玄関の竹刀を手に取り、父さんに教えてもらった上下素振りをしていると、出勤前の父さんが白樫の木刀を僕に渡した。
「初心者は木刀の方がいい。太刀筋がわかりやすいから。あと、握りがうまくいかないから木刀の方が矯正しやすい。ギュッと握るんじゃなくて、小指に力を入れて人差し指があまり力を入れないように」
父さんが腰を下げて、僕の手の細かに触りながら、握りを調整していった。
「さっきまでやっていた上下素振りを面のところで止めるのが正面素振り」
父さんが一振り、素振りをする。一歩進みつつ、振りかぶり、勢いよく頭の眉間があるところまで振り下ろされる。風が一筋、頬を撫でた。
「右足は竹刀の振り上げと同時に、一歩前に出る。振り下ろすと同時に右足で床を押して、左足を引きつける。これが送り足だ」
そして、さっきと足が逆の動作。左足が一歩下がって、右足を引きつける。竹刀の振りは同じ。
「この動作が正面素振り。
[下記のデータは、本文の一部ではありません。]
//! In-memory driver for tests.
//!
//! `FakeStore` stands in for both the automation application and the
//! filesystem: drivers mutate a working copy of a workbook, and `save`
//! writes it back to the store's "disk". The shared operation log records
//! every completed driver call, which is what the ordering properties
//! assert against. Failure knobs simulate locked cells, dead handles, and
//! slow native calls.

use std::collections::{BTreeMap, HashMap};
use std::path::{Path, PathBuf};
use std::sync::{Arc, Mutex};
use std::time::Duration;

use sheetpilot_protocol::bridge::{CellValue, SheetRef};

use crate::driver::{DriverError, DriverFactory, WorkbookDriver};

/// The in-memory contents of one workbook.
#[derive(Debug, Clone)]
pub struct FakeWorkbook {
    pub sheets: Vec<String>,
    pub cells: BTreeMap<(String, String), CellValue>,
    pub formulas: BTreeMap<(String, String), String>,
    pub tables: BTreeMap<String, Vec<Vec<CellValue>>>,
}

impl Default for FakeWorkbook {
    fn default() -> Self {
        Self {
            sheets: vec!["Sheet1".to_string()],
            cells: BTreeMap::new(),
            formulas: BTreeMap::new(),
            tables: BTreeMap::new(),
        }
    }
}

#[derive(Default)]
struct StoreInner {
    disk: HashMap<PathBuf, FakeWorkbook>,
    op_log: Vec<String>,
    op_delay: Duration,
    handle_dead: bool,
    fail_next_op: Option<String>,
    fail_next_open: Option<String>,
}

/// Shared state behind all fake drivers created from one factory.
#[derive(Clone, Default)]
pub struct FakeStore {
    inner: Arc<Mutex<StoreInner>>,
}

impl FakeStore {
    /// Every completed driver operation, in completion order.
    pub fn op_log(&self) -> Vec<String> {
        self.inner.lock().unwrap().op_log.clone()
    }

    /// Read a workbook back from the fake disk (what a fresh open would see).
    pub fn read_saved(&self, path: &Path) -> Option<FakeWorkbook> {
        self.inner.lock().unwrap().disk.get(path).cloned()
    }

    /// Make every subsequent operation sleep this long first.
    pub fn set_op_delay(&self, delay: Duration) {
        self.inner.lock().unwrap().op_delay = delay;
    }

    /// Simulate the native handle dying (workbook closed externally).
    pub fn kill_handle(&self) {
        self.inner.lock().unwrap().handle_dead = true;
    }

    /// Fail the next operation with a non-fatal error.
    pub fn fail_next_op(&self, message: &str) {
        self.inner.lock().unwrap().fail_next_op = Some(message.to_string());
    }

    /// Fail the next driver open.
    pub fn fail_next_open(&self, message: &str) {
        self.inner.lock().unwrap().fail_next_open = Some(message.to_string());
    }

    /// Apply delay/failure knobs, then record the operation as completed.
    fn guard(&self, desc: String) -> Result<(), DriverError> {
        let (delay, dead, fail) = {
            let mut inner = self.inner.lock().unwrap();
            (inner.op_delay, inner.handle_dead, inner.fail_next_op.take())
        };
        if !delay.is_zero() {
            std::thread::sleep(delay);
        }
        if dead {
            return Err(DriverError::HandleDead(
                "native handle closed externally".to_string(),
            ));
        }
        if let Some(message) = fail {
            return Err(DriverError::Operation(message));
        }
        self.inner.lock().unwrap().op_log.push(desc);
        Ok(())
    }
}

/// A [`WorkbookDriver`] over a [`FakeStore`].
pub struct FakeDriver {
    path: PathBuf,
    state: FakeWorkbook,
    store: FakeStore,
}

impl FakeDriver {
    fn sheet_name(&self, sheet: &SheetRef) -> Result<String, DriverError> {
        match sheet {
            SheetRef::Index(i) => self
                .state
                .sheets
                .get(*i as usize)
                .cloned()
                .ok_or_else(|| DriverError::Operation(format!("no sheet at index {i}"))),
            SheetRef::Name(name) => {
                if self.state.sheets.iter().any(|s| s == name) {
                    Ok(name.clone())
                } else {
                    Err(DriverError::Operation(format!("no sheet named {name:?}")))
                }
            }
        }
    }
}

impl WorkbookDriver for FakeDriver {
    fn set_cell_value(
        &mut self,
        sheet: &SheetRef,
        cell: &str,
        value: CellValue,
    ) -> Result<(), DriverError> {
        let name = self.sheet_name(sheet)?;
        self.store.guard(format!("set {cell}={value}"))?;
        self.state.cells.insert((name, cell.to_string()), value);
        Ok(())
    }

    fn set_cell_formula(
        &mut self,
        sheet: &SheetRef,
        cell: &str,
        formula: &str,
    ) -> Result<(), DriverError> {
        let name = self.sheet_name(sheet)?;
        self.store.guard(format!("formula {cell}={formula}"))?;
        self.state
            .formulas
            .insert((name, cell.to_string()), formula.to_string());
        Ok(())
    }

    fn get_cell_value(&mut self, sheet: &SheetRef, cell: &str) -> Result<CellValue, DriverError> {
        let name = self.sheet_name(sheet)?;
        self.store.guard(format!("get {cell}"))?;
        Ok(self
            .state
            .cells
            .get(&(name, cell.to_string()))
            .cloned()
            .unwrap_or(CellValue::Null))
    }

    fn append_table_rows(
        &mut self,
        table: &str,
        rows: Vec<Vec<CellValue>>,
    ) -> Result<u64, DriverError> {
        let count = rows.len() as u64;
        self.store.guard(format!("append {table} x{count}"))?;
        self.state
            .tables
            .entry(table.to_string())
            .or_default()
            .extend(rows);
        Ok(count)
    }

    fn add_sheet(&mut self, name: &str) -> Result<(), DriverError> {
        self.store.guard(format!("add_sheet {name}"))?;
        if self.state.sheets.iter().any(|s| s == name) {
            return Err(DriverError::Operation(format!(
                "sheet {name:?} already exists"
            )));
        }
        self.state.sheets.push(name.to_string());
        Ok(())
    }

    fn list_sheets(&mut self) -> Result<Vec<String>, DriverError> {
        self.store.guard("list_sheets".to_string())?;
        Ok(self.state.sheets.clone())
    }

    fn recalculate(&mut self) -> Result<(), DriverError> {
        self.store.guard("recalculate".to_string())
    }

    fn save(&mut self) -> Result<(), DriverError> {
        self.store.guard("save".to_string())?;
        self.store
            .inner
            .lock()
            .unwrap()
            .disk
            .insert(self.path.clone(), self.state.clone());
        Ok(())
    }

    fn ping(&mut self) -> Result<(), DriverError> {
        self.store.guard("ping".to_string())
    }

    fn close(&mut self) -> Result<(), DriverError> {
        self.store.guard("close".to_string())
    }
}

/// Opens [`FakeDriver`]s against a shared [`FakeStore`].
#[derive(Clone, Default)]
pub struct FakeDriverFactory {
    store: FakeStore,
}

impl FakeDriverFactory {
    pub fn new(store: FakeStore) -> Self {
        Self { store }
    }

    pub fn store(&self) -> &FakeStore {
        &self.store
    }
}

impl DriverFactory for FakeDriverFactory {
    fn open(&self, path: &Path, _read_only: bool) -> Result<Box<dyn WorkbookDriver>, DriverError> {
        {
            let mut inner = self.store.inner.lock().unwrap();
            if let Some(message) = inner.fail_next_open.take() {
                return Err(DriverError::Operation(message));
            }
        }
        let state = self
            .store
            .inner
            .lock()
            .unwrap()
            .disk
            .get(path)
            .cloned()
            .unwrap_or_default();
        self.store.guard(format!("open {}", path.display()))?;
        Ok(Box::new(FakeDriver {
            path: path.to_path_buf(),
            state,
            store: self.store.clone(),
        }))
    }
}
おっと、時間だ」
父さんは僕に竹刀を渡して、これ片付けて、と言いながら走って行った。
僕はそれを見送り、木刀で父の正面素振りを真似た。
振り上げと同時に足を出す。左足の引き付けと同時に振り下ろす。
なかなかうまくいかない。
ヒュンと風を切る音も聞こえない。
難しいもんだ。
何十回と動かすと、腕が疲れて休む。また、同じ動作を繰り返すが何かが変だ。
百回以上振り、疲労感しか感じなかった。
正面素振りをやめて上下素振りをする。もう疲れがピークなので形だけ意識して振り上げて膝下まで振り下ろす。
フンッ
僕はその音を一瞬聞き逃しそうになった。
風の切る音だ。音の質は少し違う。
なぜ上下素振りで鳴った?
さっきより力は入れてないはずだ。
そうか、手首だ。手首を柔らかく振らないと、背筋を伸ばしたまま木刀は膝下までいかない。
だから、人差し指は軽く、小指に力を入れるんだ。
もう一度、正面素振りをする。
上手く鳴らない。
数回やっても上手くはいかない。最後に、振りかぶり、勢いをつけて、手首を柔らかく振るう。
シュッ
「......鳴った」
僕はあふれた達成感と共に地べたに倒れた。
雨上がりの匂いと共に雨雲の隙間からほんの小さい青空が見えた。
いつも読んでいただきありがとうございます。
感想や、評価、ブックマークなどとても励みになっております。
あまりやる人はいないかもしれませんが、 小雨の日のランニングも、実はすごく楽しいですよ。
でも、滑りやすいので注意してやってくださいね。
もし、今年初めてマラソン大会に出る予定があるなら、 一度は雨の日のランニングを経験しておくのがオススメです。
理由は3つあります。
ウェアが肌に張り付く不快感
シューズが水を吸って重くなる感覚
それらを抱えたまま1時間以上走り続ける不安
これらは、本番で初めて経験するとかなり動揺します。 こうした悪条件の経験は必ず本番の糧になります。
雨の日対策として、たまに走ってみるのも面白いですよ。 意外と私みたいにはまる人もいるしれません。